Task:
Transcribe the data below verbatim from the line with "#[cfg(test)]" to the line with "assert_eq!(specs.len(), 4);". Include both of those lines.
Start of Dataset entries
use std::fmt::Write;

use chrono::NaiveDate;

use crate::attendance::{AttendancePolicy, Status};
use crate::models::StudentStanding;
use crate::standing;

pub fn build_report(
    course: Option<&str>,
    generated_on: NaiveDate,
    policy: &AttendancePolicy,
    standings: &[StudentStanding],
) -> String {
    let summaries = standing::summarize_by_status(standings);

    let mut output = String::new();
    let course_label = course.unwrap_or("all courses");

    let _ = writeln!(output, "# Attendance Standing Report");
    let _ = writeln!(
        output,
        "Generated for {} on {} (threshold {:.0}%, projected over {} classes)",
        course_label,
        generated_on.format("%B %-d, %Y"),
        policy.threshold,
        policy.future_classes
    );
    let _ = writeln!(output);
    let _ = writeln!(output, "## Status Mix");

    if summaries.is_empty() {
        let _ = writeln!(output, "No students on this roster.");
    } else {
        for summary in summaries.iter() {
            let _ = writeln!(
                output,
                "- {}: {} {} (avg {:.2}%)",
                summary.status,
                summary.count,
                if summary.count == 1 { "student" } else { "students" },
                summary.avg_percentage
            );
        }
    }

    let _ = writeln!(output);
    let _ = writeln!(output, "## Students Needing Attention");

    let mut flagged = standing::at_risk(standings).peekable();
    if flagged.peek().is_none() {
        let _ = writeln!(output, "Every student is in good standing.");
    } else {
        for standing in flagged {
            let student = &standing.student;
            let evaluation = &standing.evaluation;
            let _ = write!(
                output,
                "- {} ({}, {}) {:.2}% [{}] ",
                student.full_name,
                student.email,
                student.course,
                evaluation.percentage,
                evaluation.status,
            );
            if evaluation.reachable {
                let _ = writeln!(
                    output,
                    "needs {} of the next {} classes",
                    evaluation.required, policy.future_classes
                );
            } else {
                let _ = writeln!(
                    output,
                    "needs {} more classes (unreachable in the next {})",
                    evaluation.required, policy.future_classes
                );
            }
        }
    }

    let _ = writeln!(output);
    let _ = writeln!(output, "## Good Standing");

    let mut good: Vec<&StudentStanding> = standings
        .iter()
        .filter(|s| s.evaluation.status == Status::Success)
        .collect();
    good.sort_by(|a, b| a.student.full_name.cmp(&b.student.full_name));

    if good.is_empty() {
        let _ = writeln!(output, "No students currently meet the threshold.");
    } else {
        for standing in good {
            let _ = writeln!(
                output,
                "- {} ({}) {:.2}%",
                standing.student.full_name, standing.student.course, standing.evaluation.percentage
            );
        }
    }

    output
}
End of Dataset entries
Start of Dataset entries
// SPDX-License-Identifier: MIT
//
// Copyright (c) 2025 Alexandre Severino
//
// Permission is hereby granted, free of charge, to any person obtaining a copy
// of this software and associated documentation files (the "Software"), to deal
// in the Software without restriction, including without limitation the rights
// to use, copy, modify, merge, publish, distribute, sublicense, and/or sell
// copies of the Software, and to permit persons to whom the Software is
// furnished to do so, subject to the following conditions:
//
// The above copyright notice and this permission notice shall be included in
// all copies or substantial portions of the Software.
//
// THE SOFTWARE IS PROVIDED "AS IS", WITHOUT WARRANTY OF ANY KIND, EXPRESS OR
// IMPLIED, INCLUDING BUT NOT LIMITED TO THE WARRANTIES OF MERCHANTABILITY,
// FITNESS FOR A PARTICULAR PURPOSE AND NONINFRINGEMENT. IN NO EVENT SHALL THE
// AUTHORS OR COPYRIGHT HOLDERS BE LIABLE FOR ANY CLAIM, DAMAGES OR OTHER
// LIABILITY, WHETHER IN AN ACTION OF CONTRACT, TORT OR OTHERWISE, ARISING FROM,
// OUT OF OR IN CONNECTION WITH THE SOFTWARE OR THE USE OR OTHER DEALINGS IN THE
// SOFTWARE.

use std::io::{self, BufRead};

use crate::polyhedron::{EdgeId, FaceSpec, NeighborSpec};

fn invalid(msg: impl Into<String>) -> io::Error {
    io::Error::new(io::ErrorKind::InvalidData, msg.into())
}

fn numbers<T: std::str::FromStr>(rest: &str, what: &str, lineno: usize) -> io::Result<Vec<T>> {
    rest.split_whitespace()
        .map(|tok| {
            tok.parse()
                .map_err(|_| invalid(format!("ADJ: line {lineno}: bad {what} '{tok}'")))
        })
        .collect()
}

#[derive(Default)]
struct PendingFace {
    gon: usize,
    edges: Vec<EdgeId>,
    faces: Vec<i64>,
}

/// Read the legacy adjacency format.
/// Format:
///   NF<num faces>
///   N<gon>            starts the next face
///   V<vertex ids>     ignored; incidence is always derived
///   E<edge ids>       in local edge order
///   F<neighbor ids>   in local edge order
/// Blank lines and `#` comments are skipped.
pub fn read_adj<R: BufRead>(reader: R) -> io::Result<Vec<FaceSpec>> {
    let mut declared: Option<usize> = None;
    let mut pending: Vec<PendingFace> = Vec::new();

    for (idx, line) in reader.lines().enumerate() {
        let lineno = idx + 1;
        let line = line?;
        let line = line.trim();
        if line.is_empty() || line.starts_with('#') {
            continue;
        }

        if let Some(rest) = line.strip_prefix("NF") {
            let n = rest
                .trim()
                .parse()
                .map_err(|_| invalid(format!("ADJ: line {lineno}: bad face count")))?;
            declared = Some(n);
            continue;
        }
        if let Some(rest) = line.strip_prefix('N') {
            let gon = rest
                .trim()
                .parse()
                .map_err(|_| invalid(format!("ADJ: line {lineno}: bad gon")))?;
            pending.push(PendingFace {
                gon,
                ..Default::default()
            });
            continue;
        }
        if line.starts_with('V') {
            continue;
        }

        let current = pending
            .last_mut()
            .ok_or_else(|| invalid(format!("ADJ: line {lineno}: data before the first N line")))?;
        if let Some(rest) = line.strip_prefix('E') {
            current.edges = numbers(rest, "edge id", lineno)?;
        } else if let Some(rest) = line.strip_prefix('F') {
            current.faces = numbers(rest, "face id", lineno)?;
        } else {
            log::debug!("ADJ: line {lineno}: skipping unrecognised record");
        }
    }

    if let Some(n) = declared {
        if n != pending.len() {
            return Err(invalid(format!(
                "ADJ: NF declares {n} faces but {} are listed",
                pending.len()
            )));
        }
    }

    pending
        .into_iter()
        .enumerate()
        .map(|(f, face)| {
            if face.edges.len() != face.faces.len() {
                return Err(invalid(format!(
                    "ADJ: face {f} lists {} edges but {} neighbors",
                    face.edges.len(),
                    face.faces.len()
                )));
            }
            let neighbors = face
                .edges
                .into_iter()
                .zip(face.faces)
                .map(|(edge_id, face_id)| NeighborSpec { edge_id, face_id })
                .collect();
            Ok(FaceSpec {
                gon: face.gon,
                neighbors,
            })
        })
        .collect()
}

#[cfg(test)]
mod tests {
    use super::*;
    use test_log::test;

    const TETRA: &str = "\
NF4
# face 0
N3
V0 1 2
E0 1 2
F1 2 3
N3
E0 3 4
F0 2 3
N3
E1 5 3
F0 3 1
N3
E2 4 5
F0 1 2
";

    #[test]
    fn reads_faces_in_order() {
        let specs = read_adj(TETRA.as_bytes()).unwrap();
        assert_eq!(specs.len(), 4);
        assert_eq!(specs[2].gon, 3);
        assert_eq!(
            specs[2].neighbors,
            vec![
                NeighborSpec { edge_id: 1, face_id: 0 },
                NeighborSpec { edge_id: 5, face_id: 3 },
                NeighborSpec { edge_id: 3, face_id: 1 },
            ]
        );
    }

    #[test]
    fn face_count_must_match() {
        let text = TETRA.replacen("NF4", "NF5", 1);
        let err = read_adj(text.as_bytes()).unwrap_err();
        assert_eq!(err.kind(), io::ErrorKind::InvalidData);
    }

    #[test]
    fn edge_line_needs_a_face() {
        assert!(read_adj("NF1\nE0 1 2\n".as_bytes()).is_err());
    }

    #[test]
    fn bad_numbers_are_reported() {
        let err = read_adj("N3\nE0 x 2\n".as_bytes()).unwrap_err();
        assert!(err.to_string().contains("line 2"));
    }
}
End of Dataset entries
Answer section:
#[cfg(test)]
mod tests {
    use super::*;
    use test_log::test;

    const TETRA: &str = "\
NF4
# face 0
N3
V0 1 2
E0 1 2
F1 2 3
N3
E0 3 4
F0 2 3
N3
E1 5 3
F0 3 1
N3
E2 4 5
F0 1 2
";

    #[test]
    fn reads_faces_in_order() {
        let specs = read_adj(TETRA.as_bytes()).unwrap();
        assert_eq!(specs.len(), 4);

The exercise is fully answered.